ABOUT THIS TASK >>
Transcribe the full listing below exactly.
─── DATASET RECORDS ───
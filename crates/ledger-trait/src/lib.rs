//! Ledger Bridge - Core abstraction for external escrow ledgers
//!
//! This crate defines the `LedgerBridge` trait which provides a unified
//! interface for external append-only ledgers that mirror marketplace
//! contracts and hold the escrowed value (EVM chains today, other layers
//! later).
//!
//! The ledger is an *optional secondary* record: the durable store remains
//! the system of record for contracts and deliverables, and callers decide
//! per operation whether a ledger failure aborts the operation or is merely
//! logged.

use async_trait::async_trait;

pub mod error;
pub mod layer;
pub mod types;

pub use error::{LedgerError, LedgerResult};
pub use layer::LedgerLayer;
pub use types::{LedgerContractStatus, RegisteredContract, TxReceipt};

/// Main trait that all ledger layers must implement.
///
/// Every call crosses a network boundary and may fail; implementations must
/// map failures into [`LedgerError`] so callers can distinguish a user
/// cancelling a wallet prompt from an infrastructure failure or a timeout.
#[async_trait]
pub trait LedgerBridge: Send + Sync {
    /// Get the type of this ledger layer
    fn ledger_layer(&self) -> LedgerLayer;

    /// Get the chain/network ID
    fn chain_id(&self) -> String;

    /// Register a new escrow contract on the ledger, locking `locked_value`
    /// (in minor units of the chain's native asset) for the freelancer at
    /// `freelancer_address`.
    ///
    /// Returns the ledger-side contract identity and the submission
    /// transaction hash.
    async fn register_contract(
        &self,
        freelancer_address: &str,
        locked_value: u64,
        terms_ref: &str,
    ) -> LedgerResult<RegisteredContract>;

    /// Mirror a lifecycle status change for a previously registered contract.
    async fn update_status(
        &self,
        ledger_contract_id: &str,
        status: LedgerContractStatus,
    ) -> LedgerResult<TxReceipt>;

    /// Attach a deliverable reference (URI or content hash) to a registered
    /// contract. Advisory data only; the durable store owns the deliverable.
    async fn add_deliverable_ref(
        &self,
        ledger_contract_id: &str,
        reference: &str,
    ) -> LedgerResult<TxReceipt>;

    /// Release the locked value to the freelancer address registered at
    /// contract creation. Only valid for completed contracts; the ledger
    /// contract itself enforces this on-chain.
    async fn release(&self, ledger_contract_id: &str) -> LedgerResult<TxReceipt>;
}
───
ANSWER SECTION >>
filename crates/ledger-trait/src/lib.rs
//! Ledger Bridge - Core abstraction for external escrow ledgers
//!
//! This crate defines the `LedgerBridge` trait which provides a unified
//! interface for external append-only ledgers that mirror marketplace
//! contracts and hold the escrowed value (EVM chains today, other layers
//! later).
//!
//! The ledger is an *optional secondary* record: the durable store remains
//! the system of record for contracts and deliverables, and callers decide
//! per operation whether a ledger failure aborts the operation or is merely
//! logged.

use async_trait::async_trait;

pub mod error;
pub mod layer;
pub mod types;

pub use error::{LedgerError, LedgerResult};
pub use layer::LedgerLayer;
pub use types::{LedgerContractStatus, RegisteredContract, TxReceipt};

/// Main trait that all ledger layers must implement.
///
/// Every call crosses a network boundary and may fail; implementations must
/// map failures into [`LedgerError`] so callers can distinguish a user
/// cancelling a wallet prompt from an infrastructure failure or a timeout.
#[async_trait]
pub trait LedgerBridge: Send + Sync {
    /// Get the type of this ledger layer
    fn ledger_layer(&self) -> LedgerLayer;

    /// Get the chain/network ID
    fn chain_id(&self) -> String;

    /// Register a new escrow contract on the ledger, locking `locked_value`
    /// (in minor units of the chain's native asset) for the freelancer at
    /// `freelancer_address`.
    ///
    /// Returns the ledger-side contract identity and the submission
    /// transaction hash.
    async fn register_contract(
        &self,
        freelancer_address: &str,
        locked_value: u64,
        terms_ref: &str,
    ) -> LedgerResult<RegisteredContract>;

    /// Mirror a lifecycle status change for a previously registered contract.
    async fn update_status(
        &self,
        ledger_contract_id: &str,
        status: LedgerContractStatus,
    ) -> LedgerResult<TxReceipt>;

    /// Attach a deliverable reference (URI or content hash) to a registered
    /// contract. Advisory data only; the durable store owns the deliverable.
    async fn add_deliverable_ref(
        &self,
        ledger_contract_id: &str,
        reference: &str,
    ) -> LedgerResult<TxReceipt>;

    /// Release the locked value to the freelancer address registered at
    /// contract creation. Only valid for completed contracts; the ledger
    /// contract itself enforces this on-chain.
    async fn release(&self, ledger_contract_id: &str) -> LedgerResult<TxReceipt>;
}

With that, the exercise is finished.